Dataset entries
• • • •

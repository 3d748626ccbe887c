use anyhow::{Context, Result};
use pipe_core::{DEFAULT_LIMIT, DEFAULT_TIMEOUT, KIND_ARTICLE};
use serde::{Deserialize, Serialize};
use std::fs;
use std::path::Path;
use std::time::Duration;

/// Environment variable holding the republish signing key (nsec or hex).
pub const PRIVATE_KEY_ENV: &str = "PRIVATE_KEY";

pub const DEFAULT_CONFIG_PATH: &str = "nostr-pipe.toml";

#[derive(Debug, Deserialize, Serialize, Clone, Default)]
pub struct Config {
    #[serde(default)]
    pub relay: RelayConfig,
    #[serde(default)]
    pub query: QueryConfig,
    #[serde(default)]
    pub publish: PublishConfig,
    #[serde(default)]
    pub logging: LoggingConfig,
}

#[derive(Debug, Deserialize, Serialize, Clone)]
pub struct RelayConfig {
    #[serde(default = "default_relay_url")]
    pub url: String,
    #[serde(default = "default_timeout_secs")]
    pub timeout_secs: u64,
}

#[derive(Debug, Deserialize, Serialize, Clone)]
pub struct QueryConfig {
    #[serde(default = "default_limit")]
    pub limit: usize,
    #[serde(default = "default_kinds")]
    pub kinds: Vec<u16>,
}

#[derive(Debug, Deserialize, Serialize, Clone, Default)]
pub struct PublishConfig {
    /// Destination relay for `republish`; falls back to `relay.url`.
    pub relay: Option<String>,
}

#[derive(Debug, Deserialize, Serialize, Clone)]
pub struct LoggingConfig {
    #[serde(default = "default_log_level")]
    pub level: String,
}

impl Default for RelayConfig {
    fn default() -> Self {
        Self {
            url: default_relay_url(),
            timeout_secs: default_timeout_secs(),
        }
    }
}

impl Default for QueryConfig {
    fn default() -> Self {
        Self {
            limit: default_limit(),
            kinds: default_kinds(),
        }
    }
}

impl Default for LoggingConfig {
    fn default() -> Self {
        Self {
            level: default_log_level(),
        }
    }
}

fn default_relay_url() -> String {
    "wss://relay.damus.io".to_string()
}

fn default_timeout_secs() -> u64 {
    DEFAULT_TIMEOUT.as_secs()
}

fn default_limit() -> usize {
    DEFAULT_LIMIT
}

fn default_kinds() -> Vec<u16> {
    vec![KIND_ARTICLE]
}

fn default_log_level() -> String {
    "warn".to_string()
}

fn is_relay_url(url: &str) -> bool {
    url.starts_with("wss://") || url.starts_with("ws://")
}

impl Config {
    pub fn load_from_file(path: &str) -> Result<Self> {
        let expanded_path = shellexpand::tilde(path);
        let content = fs::read_to_string(expanded_path.as_ref())
            .with_context(|| format!("Failed to read config file: {}", path))?;

        toml::from_str(&content).with_context(|| "Failed to parse TOML config")
    }

    /// Load `path` when given, else the default file if present, else defaults.
    pub fn load(path: Option<&str>) -> Result<Self> {
        match path {
            Some(path) => Self::load_from_file(path),
            None if Path::new(DEFAULT_CONFIG_PATH).exists() => {
                Self::load_from_file(DEFAULT_CONFIG_PATH)
            }
            None => Ok(Self::default()),
        }
    }

    pub fn validate(&self) -> Result<()> {
        if !is_relay_url(&self.relay.url) {
            anyhow::bail!("Relay URL must start with ws:// or wss://");
        }

        if let Some(relay) = &self.publish.relay {
            if !is_relay_url(relay) {
                anyhow::bail!("Publish relay URL must start with ws:// or wss://");
            }
        }

        if self.query.limit == 0 {
            anyhow::bail!("Query limit must be positive");
        }

        if self.relay.timeout_secs == 0 {
            anyhow::bail!("Relay timeout must be positive");
        }

        Ok(())
    }

    pub fn timeout(&self) -> Duration {
        Duration::from_secs(self.relay.timeout_secs)
    }

    /// Relay `republish` writes to.
    pub fn publish_relay(&self) -> &str {
        self.publish.relay.as_deref().unwrap_or(&self.relay.url)
    }

    /// The signing key from the environment. Only `republish` needs it.
    pub fn signing_key() -> Result<String> {
        std::env::var(PRIVATE_KEY_ENV)
            .ok()
            .filter(|key| !key.trim().is_empty())
            .with_context(|| format!("{PRIVATE_KEY_ENV} must be set to republish"))
    }
}
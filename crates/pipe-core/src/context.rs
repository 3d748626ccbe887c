//! Per-run pipeline context.
//!
//! One [`PipelineContext`] is built per run and borrowed by every stage, so
//! the relay handle and output sink cannot be dropped between stages.

use crate::error::TransportError;
use crate::output::OutputFormat;
use parking_lot::Mutex;
use std::future::Future;
use std::io::Write;
use std::time::Duration;
use tokio_util::sync::CancellationToken;

/// Default bound on a single transport call.
pub const DEFAULT_TIMEOUT: Duration = Duration::from_secs(10);

/// Timeout plus cancellation applied to every blocking transport call.
#[derive(Debug, Clone)]
pub struct Deadline {
    timeout: Duration,
    cancel: CancellationToken,
}

impl Deadline {
    pub fn new(timeout: Duration, cancel: CancellationToken) -> Self {
        Self { timeout, cancel }
    }

    pub fn timeout(&self) -> Duration {
        self.timeout
    }

    pub fn cancellation(&self) -> &CancellationToken {
        &self.cancel
    }

    /// Drive `call` to completion unless the timeout elapses or the token is
    /// cancelled first. No retry.
    pub async fn run<F, R>(&self, call: F) -> Result<R, TransportError>
    where
        F: Future<Output = Result<R, TransportError>>,
    {
        tokio::select! {
            biased;
            _ = self.cancel.cancelled() => Err(TransportError::Cancelled),
            res = tokio::time::timeout(self.timeout, call) => {
                res.unwrap_or(Err(TransportError::Timeout(self.timeout)))
            }
        }
    }
}

impl Default for Deadline {
    fn default() -> Self {
        Self::new(DEFAULT_TIMEOUT, CancellationToken::new())
    }
}

pub struct PipelineContext<T> {
    transport: T,
    deadline: Deadline,
    sink: Mutex<Box<dyn Write + Send>>,
    format: OutputFormat,
}

impl<T> PipelineContext<T> {
    /// Context writing JSON to stdout with [`DEFAULT_TIMEOUT`].
    pub fn new(transport: T) -> Self {
        Self {
            transport,
            deadline: Deadline::default(),
            sink: Mutex::new(Box::new(std::io::stdout())),
            format: OutputFormat::default(),
        }
    }

    pub fn with_timeout(mut self, timeout: Duration) -> Self {
        self.deadline = Deadline::new(timeout, self.deadline.cancel);
        self
    }

    pub fn with_cancellation(mut self, cancel: CancellationToken) -> Self {
        self.deadline = Deadline::new(self.deadline.timeout, cancel);
        self
    }

    pub fn with_sink<W: Write + Send + 'static>(mut self, sink: W) -> Self {
        self.sink = Mutex::new(Box::new(sink));
        self
    }

    pub fn with_format(mut self, format: OutputFormat) -> Self {
        self.format = format;
        self
    }

    pub fn transport(&self) -> &T {
        &self.transport
    }

    pub fn deadline(&self) -> &Deadline {
        &self.deadline
    }

    pub fn format(&self) -> OutputFormat {
        self.format
    }

    /// Write one fully rendered result to the sink.
    pub fn write_output(&self, bytes: &[u8]) -> std::io::Result<()> {
        let mut sink = self.sink.lock();
        sink.write_all(bytes)?;
        sink.flush()
    }
}
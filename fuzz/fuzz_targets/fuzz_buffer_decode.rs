#![no_main]
use libfuzzer_sys::fuzz_target;
use pipe_core::{EventBuffer, OutputFormat, Render};

fuzz_target!(|data: &[u8]| {
    // Decoding arbitrary bytes must never panic, and a successful decode
    // must re-encode to something that decodes to the same collection.
    if let Ok(events) = pipe_core::buffer::decode(data) {
        let buffer = EventBuffer::from_events(events.clone());
        let again = pipe_core::buffer::decode(buffer.as_bytes()).expect("re-encoded buffer decodes");
        assert_eq!(again, events);
    }
    let _ = EventBuffer::from_bytes(data.to_vec()).render(OutputFormat::Text);
});
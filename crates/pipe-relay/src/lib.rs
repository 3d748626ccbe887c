//! `nostr-sdk` implementations of the pipeline's external collaborators:
//! relay transport, signing, key decoding and `naddr` encoding.

pub mod address;
pub mod convert;
pub mod keys;
pub mod relay;
pub mod signer;

pub use address::NaddrEncoder;
pub use keys::{decode_public_key, parse_secret_key};
pub use relay::RelayClient;
pub use signer::KeysSigner;

// Re-export nostr-sdk for convenience
pub use nostr_sdk;
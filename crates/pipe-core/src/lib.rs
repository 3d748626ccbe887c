//! Stage pipeline for bounded Nostr event analytics.
//!
//! Events fetched from a relay flow through stateless stages (filtering,
//! buffering, tag aggregation, sorting, extraction, republishing), each
//! consuming the previous stage's output. This crate holds the event model
//! and the stages; relay transport, signing and NIP-19 encoding sit behind
//! the traits in [`transport`] and [`extract`] and are provided by
//! `pipe-relay`.

pub mod aggregate;
pub mod buffer;
pub mod context;
pub mod error;
pub mod event;
pub mod extract;
pub mod filter;
pub mod output;
pub mod pipeline;
pub mod publish;
pub mod query;
pub mod sort;
pub mod transport;

pub use aggregate::{count_by_key, FrequencyMap};
pub use buffer::{BufferReader, EventBuffer};
pub use context::{Deadline, PipelineContext, DEFAULT_TIMEOUT};
pub use error::{
    ConfigurationError, DecodeError, EncodingError, PipelineError, PublishError, SigningError,
    TransportError,
};
pub use event::{
    Event, EventCollection, Tag, UnsignedEvent, KIND_ARTICLE, KIND_TEXT_NOTE, TAG_HASHTAG, TAG_TITLE,
};
pub use extract::{identifiers, titles, AddressEncoder};
pub use filter::{Filter, DEFAULT_LIMIT};
pub use output::{OutputFormat, Render};
pub use pipeline::Pipeline;
pub use publish::{PublishReport, PublishedEvent, Publisher};
pub use sort::{sort_by_count, sort_by_name, SortOrder, SortedEntry};
pub use transport::{Signer, Transport};
//! Conversion between the pipeline's wire types and `nostr-sdk` types.
//!
//! Both sides speak NIP-01 JSON, so conversion goes through it.

use nostr_sdk::{Event as SdkEvent, Filter as SdkFilter, JsonUtil};
use pipe_core::{Event, Filter, TransportError};

pub fn to_sdk_filter(filter: &Filter) -> Result<SdkFilter, TransportError> {
    SdkFilter::from_json(filter.to_json())
        .map_err(|e| TransportError::Protocol(format!("unusable filter: {e}")))
}

pub fn to_sdk_event(event: &Event) -> Result<SdkEvent, TransportError> {
    let json = serde_json::to_string(event)
        .map_err(|e| TransportError::Protocol(format!("unencodable event: {e}")))?;
    SdkEvent::from_json(json)
        .map_err(|e| TransportError::Protocol(format!("invalid event {}: {e}", event.id)))
}

pub fn from_sdk_event(event: &SdkEvent) -> Result<Event, TransportError> {
    serde_json::from_str(&event.as_json())
        .map_err(|e| TransportError::Protocol(format!("relay sent malformed event {}: {e}", event.id)))
}

#[cfg(test)]
mod tests {
    use super::*;
    use nostr_sdk::{EventBuilder, Keys, Kind, Tag as SdkTag};

    #[test]
    fn filter_carries_criteria() {
        let author = Keys::generate().public_key().to_hex();
        let filter = Filter::new()
            .with_kinds([30023])
            .unwrap()
            .with_authors([author.clone()])
            .unwrap()
            .with_limit(5)
            .unwrap();

        let sdk = to_sdk_filter(&filter).unwrap();
        assert_eq!(sdk.limit, Some(5));
        assert!(sdk.kinds.unwrap().contains(&Kind::from(30023u16)));
        let authors = sdk.authors.unwrap();
        assert_eq!(authors.len(), 1);
        assert_eq!(authors.iter().next().unwrap().to_hex(), author);
    }

    #[test]
    fn event_roundtrip() {
        let keys = Keys::generate();
        let sdk = EventBuilder::new(Kind::from(30023u16), "long form body")
            .tag(SdkTag::parse(["title", "Intro"]).unwrap())
            .tag(SdkTag::parse(["t", "rust"]).unwrap())
            .sign_with_keys(&keys)
            .unwrap();

        let event = from_sdk_event(&sdk).unwrap();
        assert_eq!(event.id, sdk.id.to_hex());
        assert_eq!(event.kind, 30023);
        assert_eq!(event.title(), Some("Intro"));

        let back = to_sdk_event(&event).unwrap();
        assert_eq!(back, sdk);
    }

    #[test]
    fn rejects_garbage_event() {
        let event = Event {
            id: "not-hex".to_string(),
            pubkey: "also-not-hex".to_string(),
            created_at: 0,
            kind: 1,
            tags: vec![],
            content: String::new(),
            sig: String::new(),
        };
        assert!(matches!(to_sdk_event(&event), Err(TransportError::Protocol(_))));
    }
}
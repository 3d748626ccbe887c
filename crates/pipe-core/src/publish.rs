//! Republish a collection's events under a new signature.
//!
//! Every source event yields a freshly built event: content, kind and tags
//! are copied, `created_at` is the publish time, and the signer's key is the
//! author. Source events are never modified.

use crate::context::Deadline;
use crate::error::PublishError;
use crate::event::{EventCollection, UnsignedEvent};
use crate::transport::{Signer, Transport};
use serde::{Deserialize, Serialize};
use tracing::{debug, info};

/// Outcome of a successful publish run.
#[derive(Debug, Clone, Default, PartialEq, Eq, Serialize, Deserialize)]
pub struct PublishReport {
    pub published: Vec<PublishedEvent>,
}

impl PublishReport {
    pub fn len(&self) -> usize {
        self.published.len()
    }

    pub fn is_empty(&self) -> bool {
        self.published.is_empty()
    }
}

#[derive(Debug, Clone, PartialEq, Eq, Serialize, Deserialize)]
pub struct PublishedEvent {
    /// Id of the event the copy was made from.
    pub source_id: String,
    /// Id the relay accepted for the new event.
    pub id: String,
}

fn unix_now() -> u64 {
    chrono::Utc::now().timestamp().max(0) as u64
}

pub struct Publisher<T, S> {
    transport: T,
    signer: S,
    clock: fn() -> u64,
}

impl<T: Transport, S: Signer> Publisher<T, S> {
    /// `signer` carries the signing key; nothing is read from the environment.
    pub fn new(transport: T, signer: S) -> Self {
        Self {
            transport,
            signer,
            clock: unix_now,
        }
    }

    /// Override the timestamp source.
    pub fn with_clock(mut self, clock: fn() -> u64) -> Self {
        self.clock = clock;
        self
    }

    /// Sign and submit every event in order, aborting on the first failure.
    ///
    /// An empty collection performs no transport calls.
    pub async fn publish(
        &self,
        events: &EventCollection,
        deadline: &Deadline,
    ) -> Result<PublishReport, PublishError> {
        let mut report = PublishReport::default();
        if events.is_empty() {
            debug!("Nothing to publish");
            return Ok(report);
        }

        let pubkey = self.signer.public_key();
        for (index, source) in events.iter().enumerate() {
            let unsigned = UnsignedEvent {
                pubkey: pubkey.clone(),
                created_at: (self.clock)(),
                kind: source.kind,
                tags: source.tags.clone(),
                content: source.content.clone(),
            };

            let signed = self
                .signer
                .sign(unsigned)
                .map_err(|source| PublishError::Signing { index, source })?;

            let id = deadline
                .run(self.transport.publish(&signed))
                .await
                .map_err(|source| PublishError::Transport { index, source })?;

            debug!(index, %id, "Published event");
            report.published.push(PublishedEvent {
                source_id: source.id.clone(),
                id,
            });
        }

        info!("Republished {} event(s)", report.len());
        Ok(report)
    }
}
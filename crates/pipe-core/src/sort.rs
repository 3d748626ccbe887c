//! Deterministic orderings over a [`FrequencyMap`].
//!
//! Both strategies are pure: the map is borrowed and a new sequence is
//! returned.

use crate::aggregate::FrequencyMap;
use serde::{Deserialize, Serialize};

#[derive(Debug, Clone, PartialEq, Eq, Serialize, Deserialize)]
pub struct SortedEntry {
    pub key: String,
    pub count: u64,
}

impl SortedEntry {
    pub fn new(key: impl Into<String>, count: u64) -> Self {
        Self {
            key: key.into(),
            count,
        }
    }
}

/// Selects a sort strategy at runtime (CLI `--sort`).
#[derive(Debug, Clone, Copy, PartialEq, Eq, Default)]
pub enum SortOrder {
    #[default]
    Count,
    Name,
}

impl SortOrder {
    pub fn apply(self, counts: &FrequencyMap) -> Vec<SortedEntry> {
        match self {
            SortOrder::Count => sort_by_count(counts),
            SortOrder::Name => sort_by_name(counts),
        }
    }
}

fn entries(counts: &FrequencyMap) -> Vec<SortedEntry> {
    counts.iter().map(|(k, v)| SortedEntry::new(k, v)).collect()
}

/// Count ascending, ties broken by key ascending.
///
/// Ascending is the established behaviour of this stage; callers wanting the
/// most frequent values first should reverse the result.
pub fn sort_by_count(counts: &FrequencyMap) -> Vec<SortedEntry> {
    let mut sorted = entries(counts);
    sorted.sort_by(|a, b| a.count.cmp(&b.count).then_with(|| a.key.cmp(&b.key)));
    sorted
}

/// Key ascending, byte-wise.
pub fn sort_by_name(counts: &FrequencyMap) -> Vec<SortedEntry> {
    let mut sorted = entries(counts);
    sorted.sort_by(|a, b| a.key.as_bytes().cmp(b.key.as_bytes()));
    sorted
}

#[cfg(test)]
mod tests {
    use super::*;

    fn sample() -> FrequencyMap {
        FrequencyMap::from_iter([("go", 2), ("rust", 1)])
    }

    #[test]
    fn by_count_is_ascending() {
        assert_eq!(
            sort_by_count(&sample()),
            vec![SortedEntry::new("rust", 1), SortedEntry::new("go", 2)]
        );
    }

    #[test]
    fn by_name_is_lexical() {
        assert_eq!(
            sort_by_name(&sample()),
            vec![SortedEntry::new("go", 2), SortedEntry::new("rust", 1)]
        );
    }

    #[test]
    fn count_ties_break_on_key() {
        let counts = FrequencyMap::from_iter([("zig", 3), ("c", 3), ("nim", 1), ("ada", 3)]);
        let keys: Vec<String> = sort_by_count(&counts).into_iter().map(|e| e.key).collect();
        assert_eq!(keys, vec!["nim", "ada", "c", "zig"]);
    }

    #[test]
    fn by_count_is_non_decreasing() {
        let counts = FrequencyMap::from_iter([("a", 5), ("b", 1), ("c", 3), ("d", 3), ("e", 0)]);
        let sorted = sort_by_count(&counts);
        for pair in sorted.windows(2) {
            assert!(pair[0].count <= pair[1].count);
            if pair[0].count == pair[1].count {
                assert!(pair[0].key < pair[1].key);
            }
        }
    }

    #[test]
    fn by_name_is_strictly_ascending_bytewise() {
        let counts = FrequencyMap::from_iter([("b", 1), ("B", 1), ("a", 1), ("é", 1)]);
        let keys: Vec<String> = sort_by_name(&counts).into_iter().map(|e| e.key).collect();
        assert_eq!(keys, vec!["B", "a", "b", "é"]);
        for pair in keys.windows(2) {
            assert!(pair[0].as_bytes() < pair[1].as_bytes());
        }
    }

    #[test]
    fn sorting_leaves_input_untouched() {
        let counts = sample();
        let before = counts.clone();
        let _ = sort_by_count(&counts);
        let _ = sort_by_name(&counts);
        assert_eq!(counts, before);
    }

    #[test]
    fn sort_order_dispatch() {
        assert_eq!(SortOrder::Count.apply(&sample()), sort_by_count(&sample()));
        assert_eq!(SortOrder::Name.apply(&sample()), sort_by_name(&sample()));
    }

    #[test]
    fn empty_map_sorts_to_empty() {
        assert!(sort_by_count(&FrequencyMap::new()).is_empty());
        assert!(sort_by_name(&FrequencyMap::new()).is_empty());
    }
}
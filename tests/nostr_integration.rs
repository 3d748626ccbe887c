//! End-to-end pipeline run against a live relay.
//!
//! Requires the `nak` binary (available at `/run/current-system/sw/bin/nak`).
//! Run with: `cargo test -- --ignored pipeline_against_live_relay`

use pipe_core::*;
use pipe_relay::nostr_sdk::prelude::{Client, EventBuilder, Keys, Kind, Tag as SdkTag};
use pipe_relay::{KeysSigner, NaddrEncoder, RelayClient};
use std::time::Duration;

const NAK_BIN: &str = "/run/current-system/sw/bin/nak";
const RELAY_PORT: u16 = 19848;
const RELAY_URL: &str = "ws://127.0.0.1:19848";

/// Start `nak serve` as a background process, returning the child handle.
fn start_nak_relay() -> std::process::Child {
    std::process::Command::new(NAK_BIN)
        .args(["serve", "--port", &RELAY_PORT.to_string(), "--quiet"])
        .stdin(std::process::Stdio::null())
        .stdout(std::process::Stdio::inherit())
        .stderr(std::process::Stdio::inherit())
        .spawn()
        .expect("Failed to start nak serve, is nak installed?")
}

/// Wait for the relay to accept TCP connections.
async fn wait_for_relay() {
    for _ in 0..50 {
        if tokio::net::TcpStream::connect(format!("127.0.0.1:{RELAY_PORT}"))
            .await
            .is_ok()
        {
            return;
        }
        tokio::time::sleep(Duration::from_millis(100)).await;
    }
    panic!("Relay did not start within 5 seconds");
}

async fn seed_articles(keys: &Keys) -> Client {
    let client = Client::new(keys.clone());
    client.add_relay(RELAY_URL).await.expect("add relay");
    client.connect().await;
    tokio::time::sleep(Duration::from_millis(300)).await;

    let articles = [("Intro", &["go", "rust"][..]), ("Outro", &["go"][..])];
    for (title, hashtags) in articles {
        let mut tags = vec![
            SdkTag::parse(["d", title]).unwrap(),
            SdkTag::parse(["title", title]).unwrap(),
        ];
        tags.extend(hashtags.iter().map(|t| SdkTag::parse(["t", *t]).unwrap()));
        client
            .send_event_builder(EventBuilder::new(Kind::from(KIND_ARTICLE), title).tags(tags))
            .await
            .expect("Failed to seed article");
    }
    client
}

#[tokio::test]
#[ignore] // requires nak binary
async fn pipeline_against_live_relay() {
    // --- Setup ---
    let mut nak = start_nak_relay();
    wait_for_relay().await;

    let author = Keys::generate();
    let seeder = seed_articles(&author).await;

    let relay = RelayClient::connect(RELAY_URL, Duration::from_secs(5))
        .await
        .expect("Failed to connect relay client");

    let ctx = PipelineContext::new(relay.clone()).with_timeout(Duration::from_secs(5));
    let query = || {
        Pipeline::new(&ctx)
            .authors([author.public_key().to_hex()])
            .unwrap()
            .kinds([KIND_ARTICLE])
            .unwrap()
    };

    // --- Tag aggregation ---
    let sorted = query()
        .query()
        .await
        .expect("query failed")
        .tags(TAG_HASHTAG)
        .unwrap()
        .sort_by_count()
        .into_inner();
    assert_eq!(sorted, vec![SortedEntry::new("rust", 1), SortedEntry::new("go", 2)]);

    // --- Titles and addresses ---
    let mut titles = query().query().await.unwrap().titles().unwrap().into_inner();
    titles.sort();
    assert_eq!(titles, vec!["Intro", "Outro"]);

    let addresses = query()
        .query()
        .await
        .unwrap()
        .identifiers(&NaddrEncoder::new())
        .unwrap()
        .into_inner();
    assert_eq!(addresses.len(), 2);
    assert!(addresses.iter().all(|a| a.starts_with("naddr1")));

    // --- Republish under a new key ---
    let republisher = Keys::generate();
    let publisher = Publisher::new(relay.clone(), KeysSigner::new(republisher.clone()));
    let report = query()
        .query()
        .await
        .unwrap()
        .publish(&publisher)
        .await
        .expect("republish failed");
    assert_eq!(report.len(), 2);

    tokio::time::sleep(Duration::from_millis(300)).await;
    let copies = Pipeline::new(&ctx)
        .authors([republisher.public_key().to_hex()])
        .unwrap()
        .query()
        .await
        .unwrap()
        .into_inner()
        .to_events()
        .unwrap();
    assert_eq!(copies.len(), 2);
    assert!(copies.iter().all(|e| e.pubkey == republisher.public_key().to_hex()));

    // --- Cleanup ---
    seeder.disconnect().await;
    nak.kill().expect("Failed to kill nak");
    let _ = nak.wait();
}
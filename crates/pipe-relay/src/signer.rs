//! Schnorr signing with a local secret key.

use crate::convert::from_sdk_event;
use crate::keys::parse_secret_key;
use nostr_sdk::{EventBuilder, Keys, Kind, Tag as SdkTag, Timestamp};
use pipe_core::{EncodingError, Event, Signer, SigningError, UnsignedEvent};

/// Signs events with a key supplied by configuration.
#[derive(Clone)]
pub struct KeysSigner {
    keys: Keys,
}

impl KeysSigner {
    pub fn new(keys: Keys) -> Self {
        Self { keys }
    }

    /// Build a signer from an `nsec1...` or hex secret.
    pub fn from_secret(secret: &str) -> Result<Self, EncodingError> {
        parse_secret_key(secret).map(Self::new)
    }
}

impl Signer for KeysSigner {
    fn public_key(&self) -> String {
        self.keys.public_key().to_hex()
    }

    fn sign(&self, unsigned: UnsignedEvent) -> Result<Event, SigningError> {
        let tags = unsigned
            .tags
            .into_iter()
            .map(|tag| SdkTag::parse(Vec::<String>::from(tag)))
            .collect::<Result<Vec<_>, _>>()
            .map_err(|e| SigningError(format!("invalid tag: {e}")))?;

        let event = EventBuilder::new(Kind::from(unsigned.kind), unsigned.content)
            .tags(tags)
            .custom_created_at(Timestamp::from(unsigned.created_at))
            .sign_with_keys(&self.keys)
            .map_err(|e| SigningError(e.to_string()))?;

        from_sdk_event(&event).map_err(|e| SigningError(e.to_string()))
    }
}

• • • •

Work order
Look through the records and copy every line that has the word "inherit".

Result below
        .stdout(std::process::Stdio::inherit())
        .stderr(std::process::Stdio::inherit())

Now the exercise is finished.